* **Your instructions**: Search the records below for the word "with" and show every line where it occurs.
-- Information supplied follows --
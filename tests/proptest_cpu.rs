//! Property-based tests for CPU invariants.
//!
//! These use proptest to verify that the core maintains its contracts
//! across all input combinations: PC advancement, cycle accounting,
//! arithmetic identities, flag laws, and stack behavior.

use mos6502::{Cpu, FlatMemory, MemoryBus, Mnemonic, OPCODE_TABLE};
use proptest::prelude::*;

/// Helper to create a CPU with the program origin at 0x8000
fn setup_cpu() -> Cpu<FlatMemory> {
    let mut cpu = Cpu::new(FlatMemory::new());
    cpu.set_pc(0x8000);
    cpu
}

/// Every defined opcode
fn defined_opcodes() -> Vec<u8> {
    OPCODE_TABLE
        .iter()
        .enumerate()
        .filter(|(_, e)| e.is_some())
        .map(|(i, _)| i as u8)
        .collect()
}

/// Opcodes whose instructions leave PC management to the driver
fn non_pc_controlling_opcodes() -> Vec<u8> {
    OPCODE_TABLE
        .iter()
        .enumerate()
        .filter_map(|(i, e)| e.map(|e| (i, e)))
        .filter(|(_, e)| {
            !matches!(
                e.mnemonic,
                Mnemonic::Bcc
                    | Mnemonic::Bcs
                    | Mnemonic::Beq
                    | Mnemonic::Bmi
                    | Mnemonic::Bne
                    | Mnemonic::Bpl
                    | Mnemonic::Bvc
                    | Mnemonic::Bvs
                    | Mnemonic::Brk
                    | Mnemonic::Jmp
                    | Mnemonic::Jsr
                    | Mnemonic::Rts
                    | Mnemonic::Rti
            )
        })
        .map(|(i, _)| i as u8)
        .collect()
}

// ========== Driver Properties ==========

proptest! {
    /// PC advances by exactly the instruction size for non-PC-controlling
    /// instructions.
    #[test]
    fn prop_pc_advances_by_instruction_size(
        opcode in prop::sample::select(non_pc_controlling_opcodes()),
        operand1 in 0u8..=255u8,
        operand2 in 0u8..=255u8,
    ) {
        let mut cpu = setup_cpu();
        let metadata = OPCODE_TABLE[opcode as usize].unwrap();

        cpu.memory_mut().write(0x8000, opcode);
        cpu.memory_mut().write(0x8001, operand1);
        cpu.memory_mut().write(0x8002, operand2);

        cpu.step().unwrap();

        prop_assert_eq!(
            cpu.pc(),
            0x8000 + metadata.bytes as u16,
            "PC should advance by {} for opcode 0x{:02X} ({})",
            metadata.bytes,
            opcode,
            metadata.mnemonic
        );
    }

    /// Every instruction consumes at least its base cycles.
    #[test]
    fn prop_cycles_increase_by_at_least_base(
        opcode in prop::sample::select(defined_opcodes()),
        operand1 in 0u8..=255u8,
        operand2 in 0u8..=255u8,
    ) {
        let mut cpu = setup_cpu();
        let metadata = OPCODE_TABLE[opcode as usize].unwrap();

        cpu.memory_mut().write(0x8000, opcode);
        cpu.memory_mut().write(0x8001, operand1);
        cpu.memory_mut().write(0x8002, operand2);

        let total = cpu.step().unwrap();

        prop_assert!(
            total >= metadata.cycles as u64,
            "opcode 0x{:02X} ({}) consumed {} < base {}",
            opcode,
            metadata.mnemonic,
            total,
            metadata.cycles
        );
        prop_assert_eq!(total, cpu.cycles());
    }

    /// The Unused status bit reads 1 after any instruction.
    #[test]
    fn prop_unused_bit_survives_every_instruction(
        opcode in prop::sample::select(defined_opcodes()),
        operand1 in 0u8..=255u8,
        operand2 in 0u8..=255u8,
        status in 0u8..=255u8,
    ) {
        let mut cpu = setup_cpu();
        cpu.set_status(status);

        cpu.memory_mut().write(0x8000, opcode);
        cpu.memory_mut().write(0x8001, operand1);
        cpu.memory_mut().write(0x8002, operand2);

        cpu.step().unwrap();

        prop_assert_eq!(cpu.status() & 0x20, 0x20);
    }
}

// ========== N/Z Flag Laws ==========

proptest! {
    /// Zero iff the loaded value is zero; Negative iff bit 7 is set.
    #[test]
    fn prop_lda_immediate_nz(value in 0u8..=255u8) {
        let mut cpu = setup_cpu();

        cpu.memory_mut().write(0x8000, 0xA9);
        cpu.memory_mut().write(0x8001, value);

        cpu.step().unwrap();

        prop_assert_eq!(cpu.a(), value);
        prop_assert_eq!(cpu.flag_z(), value == 0);
        prop_assert_eq!(cpu.flag_n(), value & 0x80 != 0);
    }

    /// AND result and flags.
    #[test]
    fn prop_and_immediate(a in 0u8..=255u8, operand in 0u8..=255u8) {
        let mut cpu = setup_cpu();
        cpu.set_a(a);

        cpu.memory_mut().write(0x8000, 0x29);
        cpu.memory_mut().write(0x8001, operand);

        cpu.step().unwrap();

        let expected = a & operand;
        prop_assert_eq!(cpu.a(), expected);
        prop_assert_eq!(cpu.flag_z(), expected == 0);
        prop_assert_eq!(cpu.flag_n(), expected & 0x80 != 0);
    }

    /// EOR result and flags.
    #[test]
    fn prop_eor_immediate(a in 0u8..=255u8, operand in 0u8..=255u8) {
        let mut cpu = setup_cpu();
        cpu.set_a(a);

        cpu.memory_mut().write(0x8000, 0x49);
        cpu.memory_mut().write(0x8001, operand);

        cpu.step().unwrap();

        let expected = a ^ operand;
        prop_assert_eq!(cpu.a(), expected);
        prop_assert_eq!(cpu.flag_z(), expected == 0);
        prop_assert_eq!(cpu.flag_n(), expected & 0x80 != 0);
    }
}

// ========== ADC / SBC Identities ==========

proptest! {
    /// ADC computes A + M + C with the right carry and signed overflow.
    #[test]
    fn prop_adc_immediate(
        a in 0u8..=255u8,
        operand in 0u8..=255u8,
        carry_in in proptest::bool::ANY,
    ) {
        let mut cpu = setup_cpu();
        cpu.set_a(a);
        cpu.set_flag_c(carry_in);

        cpu.memory_mut().write(0x8000, 0x69);
        cpu.memory_mut().write(0x8001, operand);

        cpu.step().unwrap();

        let sum = a as u16 + operand as u16 + carry_in as u16;
        prop_assert_eq!(cpu.a(), (sum & 0xFF) as u8);
        prop_assert_eq!(cpu.flag_c(), sum > 0xFF);

        let a_sign = a & 0x80 != 0;
        let m_sign = operand & 0x80 != 0;
        let r_sign = cpu.a() & 0x80 != 0;
        prop_assert_eq!(cpu.flag_v(), a_sign == m_sign && a_sign != r_sign);
    }

    /// SBC computes A - M - !C; Carry means no borrow.
    #[test]
    fn prop_sbc_immediate(
        a in 0u8..=255u8,
        operand in 0u8..=255u8,
        carry_in in proptest::bool::ANY,
    ) {
        let mut cpu = setup_cpu();
        cpu.set_a(a);
        cpu.set_flag_c(carry_in);

        cpu.memory_mut().write(0x8000, 0xE9);
        cpu.memory_mut().write(0x8001, operand);

        cpu.step().unwrap();

        let diff = a as i16 - operand as i16 - (!carry_in) as i16;
        prop_assert_eq!(cpu.a(), (diff & 0xFF) as u8);
        prop_assert_eq!(cpu.flag_c(), diff >= 0);
    }

    /// CMP flags: C = A >= M, Z = A == M, N = bit 7 of the difference.
    #[test]
    fn prop_cmp_immediate(a in 0u8..=255u8, operand in 0u8..=255u8) {
        let mut cpu = setup_cpu();
        cpu.set_a(a);

        cpu.memory_mut().write(0x8000, 0xC9);
        cpu.memory_mut().write(0x8001, operand);

        cpu.step().unwrap();

        prop_assert_eq!(cpu.flag_c(), a >= operand);
        prop_assert_eq!(cpu.flag_z(), a == operand);
        prop_assert_eq!(cpu.flag_n(), a.wrapping_sub(operand) & 0x80 != 0);
        prop_assert_eq!(cpu.a(), a); // untouched
    }
}

// ========== Shift / Rotate ==========

proptest! {
    /// ASL doubles the value and moves bit 7 into Carry.
    #[test]
    fn prop_asl_accumulator(value in 0u8..=255u8) {
        let mut cpu = setup_cpu();
        cpu.set_a(value);
        cpu.memory_mut().write(0x8000, 0x0A);

        cpu.step().unwrap();

        prop_assert_eq!(cpu.a(), value << 1);
        prop_assert_eq!(cpu.flag_c(), value & 0x80 != 0);
    }

    /// ROL then ROR through the same carry restores the value.
    #[test]
    fn prop_rol_ror_inverse(value in 0u8..=255u8, carry_in in proptest::bool::ANY) {
        let mut cpu = setup_cpu();
        cpu.set_a(value);
        cpu.set_flag_c(carry_in);

        cpu.memory_mut().write(0x8000, 0x2A); // ROL A
        cpu.memory_mut().write(0x8001, 0x6A); // ROR A

        cpu.step().unwrap();
        cpu.step().unwrap();

        prop_assert_eq!(cpu.a(), value);
        prop_assert_eq!(cpu.flag_c(), carry_in);
    }
}

// ========== Stack ==========

proptest! {
    /// push_byte/pop_byte round-trips and restores SP.
    #[test]
    fn prop_push_pop_byte(value in 0u8..=255u8, sp in 0u8..=255u8) {
        let mut cpu = setup_cpu();
        cpu.set_sp(sp);

        cpu.push_byte(value);
        prop_assert_eq!(cpu.pop_byte(), value);
        prop_assert_eq!(cpu.sp(), sp);
    }

    /// push_word/pop_word round-trips and restores SP, even across the
    /// stack-page wrap.
    #[test]
    fn prop_push_pop_word(value in 0u16..=0xFFFFu16, sp in 0u8..=255u8) {
        let mut cpu = setup_cpu();
        cpu.set_sp(sp);

        cpu.push_word(value);
        prop_assert_eq!(cpu.pop_word(), value);
        prop_assert_eq!(cpu.sp(), sp);
    }

    /// PHA/PLA preserves the accumulator.
    #[test]
    fn prop_pha_pla_roundtrip(value in 0u8..=255u8) {
        let mut cpu = setup_cpu();
        cpu.set_a(value);

        cpu.memory_mut().write(0x8000, 0x48);
        cpu.memory_mut().write(0x8001, 0x68);

        cpu.step().unwrap();
        cpu.set_a(0x00);
        cpu.step().unwrap();

        prop_assert_eq!(cpu.a(), value);
    }
}

// ========== Cycle Accounting ==========

proptest! {
    /// LDA abs,X pays the extra cycle exactly when the high byte changes.
    #[test]
    fn prop_absolute_x_page_cross_penalty(base in 0u16..=0xFFFFu16, x in 0u8..=255u8) {
        let mut cpu = setup_cpu();
        cpu.set_x(x);

        cpu.memory_mut().write(0x8000, 0xBD);
        cpu.memory_mut().write(0x8001, (base & 0xFF) as u8);
        cpu.memory_mut().write(0x8002, (base >> 8) as u8);

        cpu.step().unwrap();

        let crossed = base & 0xFF00 != base.wrapping_add(x as u16) & 0xFF00;
        prop_assert_eq!(cpu.cycles(), 4 + crossed as u64);
    }

    /// STA abs,X never pays a page-cross penalty.
    #[test]
    fn prop_sta_absolute_x_flat_cost(base in 0u16..=0x7000u16, x in 0u8..=255u8) {
        let mut cpu = setup_cpu();
        cpu.set_x(x);
        cpu.set_a(0x42);

        cpu.memory_mut().write(0x8000, 0x9D);
        cpu.memory_mut().write(0x8001, (base & 0xFF) as u8);
        cpu.memory_mut().write(0x8002, (base >> 8) as u8);

        cpu.step().unwrap();

        prop_assert_eq!(cpu.cycles(), 5);
        prop_assert_eq!(cpu.memory().read(base.wrapping_add(x as u16)), 0x42);
    }
}

// ========== Register Width ==========

proptest! {
    /// INX/DEX wrap modulo 256 with the right flags.
    #[test]
    fn prop_inx_dex_wrap(x in 0u8..=255u8) {
        let mut cpu = setup_cpu();
        cpu.set_x(x);

        cpu.memory_mut().write(0x8000, 0xE8); // INX
        cpu.memory_mut().write(0x8001, 0xCA); // DEX

        cpu.step().unwrap();
        let incremented = x.wrapping_add(1);
        prop_assert_eq!(cpu.x(), incremented);
        prop_assert_eq!(cpu.flag_z(), incremented == 0);
        prop_assert_eq!(cpu.flag_n(), incremented & 0x80 != 0);

        cpu.step().unwrap();
        prop_assert_eq!(cpu.x(), x);
    }

    /// Transfers copy the value and set N/Z from it.
    #[test]
    fn prop_tax_transfer(a in 0u8..=255u8) {
        let mut cpu = setup_cpu();
        cpu.set_a(a);
        cpu.memory_mut().write(0x8000, 0xAA);

        cpu.step().unwrap();

        prop_assert_eq!(cpu.x(), a);
        prop_assert_eq!(cpu.a(), a);
        prop_assert_eq!(cpu.flag_z(), a == 0);
        prop_assert_eq!(cpu.flag_n(), a & 0x80 != 0);
    }
}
-- Information supplied concluded --
* **Answer space**:
/// Helper to create a CPU with the program origin at 0x8000
    /// ADC computes A + M + C with the right carry and signed overflow.
    /// INX/DEX wrap modulo 256 with the right flags.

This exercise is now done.